Bringing corruption out of the shadows
Because of the vast sums highlighted above, a small improvement in procurement efficacy has huge cost-saving potential, especially in lower income countries where public contracting accounts for a much higher proportion of expenditure. During the session Natalie Forsyuk, Ukraine’s Deputy Minister for Infrastructure and former CoST Ukraine Manager, presented CoST tools from Honduras and Ukraine as a means to help governments make these vital changes.
In Ukraine, data from over 10,000 road projects is held on CoST Ukraine’s Transparent Infrastructure Open Data Portal, helping contractors and procuring entities to spot signs of corruption and monitor levels of competition across the country. Meanwhile, CoST Honduras’s Infras platform collects data on the sustainability of infrastructure projects, and creates a system of red flags to alert authorities when preventative action should be taken. Both tools are highly valuable for government, private sector and citizens alike, by allowing more informed decision-making and transparent project delivery.
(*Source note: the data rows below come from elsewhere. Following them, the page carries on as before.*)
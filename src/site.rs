use easy_error::{Error, ResultExt};
use reqwest::Url;

pub const DEFAULT_ORIGIN: &str = "http://www.africanstorybook.org/";

/// Sent with every request; the site serves a degraded page to unknown agents.
pub const USER_AGENT: &str = "Mozilla/5.0 (Windows NT 6.1; WOW64; rv:20.0) Gecko/20100101 Firefox/20.0";

/// The storybook site all relative references are resolved against.
#[derive(Clone, Debug)]
pub struct Site {
    origin: Url,
}

impl Site {
    pub fn new(origin: Url) -> Self {
        Self { origin }
    }

    pub fn parse(origin: &str) -> Result<Self, Error> {
        let origin = Url::parse(origin).context(format!("Invalid site origin '{origin}'"))?;
        Ok(Self::new(origin))
    }

    pub fn origin(&self) -> &Url {
        &self.origin
    }

    /// Turns a reference found in a page into a fully-qualified URL:
    ///  - `//host/path` takes the scheme of the origin,
    ///  - `/path` and bare `path` are both taken from the root of the origin,
    ///  - absolute URLs are kept as they are.
    pub fn resolve(&self, reference: &str) -> Result<Url, Error> {
        let reference = reference.trim();
        let root = self.origin.join("/").context(format!("Cannot find root of {}", self.origin))?;
        root.join(reference).context(format!("Could not resolve url '{reference}'"))
    }

    /// Location of the interactive reader for one book.
    pub fn reader_url(&self, book_id: &str) -> Result<Url, Error> {
        self.resolve(&format!("reader.php?id={book_id}"))
    }

    /// Location of the site's own EPUB export for one book.
    pub fn epub_url(&self, book_id: &str) -> Result<Url, Error> {
        self.resolve(&format!("myspace/publish/epub.php?id={book_id}"))
    }
}

impl Default for Site {
    fn default() -> Self {
        // The constant is known to be a valid absolute URL.
        Self::parse(DEFAULT_ORIGIN).unwrap()
    }
}

#[test]
fn test_resolve_protocol_relative() {
    let site = Site::default();
    assert_eq!(
        "http://fonts.googleapis.com/css?family=Andika",
        site.resolve("//fonts.googleapis.com/css?family=Andika").unwrap().as_str()
    );
}

#[test]
fn test_resolve_root_relative() {
    let site = Site::default();
    assert_eq!(
        "http://www.africanstorybook.org/img/left.png",
        site.resolve("/img/left.png").unwrap().as_str()
    );
}

#[test]
fn test_resolve_bare_relative() {
    let site = Site::parse("http://www.africanstorybook.org/some/deep/page.php").unwrap();
    assert_eq!(
        "http://www.africanstorybook.org/css/app.min.css",
        site.resolve("css/app.min.css").unwrap().as_str()
    );
}

#[test]
fn test_resolve_absolute() {
    let site = Site::default();
    assert_eq!(
        "https://cdn.example.org/x.js",
        site.resolve(" https://cdn.example.org/x.js ").unwrap().as_str()
    );
}

#[test]
fn test_reader_url() {
    let site = Site::default();
    assert_eq!(
        "http://www.africanstorybook.org/reader.php?id=16451",
        site.reader_url("16451").unwrap().as_str()
    );
}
The role for civil society
Session attendees were particularly interested in the role that civil society organisations (CSOs) can play in the roll-out of the tools presented, which also included the World Bank’s new Global Procurement Risk Analytics platform (ProACT). Mihaly Fazekas of the Government Transparency Institute, which helped develop ProACT, underscored the need for CSOs to be the eyes and ears of government on the ground, helping to bolster the portals by feeding reliable information into them. Natalie Forsyuk seconded this, emphasising the need for civil society to ask the questions which ensure governments remain accountable.
Sustainability is key
A major takeaway from the session was the importance of long-term sustainability in order for data platforms to reach their potential. Natalie outlined how these tools are highly valuable in showing governments where weaknesses lie in procurement systems, but that data showing the entirety of the project cycle – which can takes years – is needed for this to be effective. And, as emphasised by Mihaly, the success of such tools ultimately boils down to the government’s commitment to implement their findings: they all rely on someone on the ‘’inside’’ to act on their results.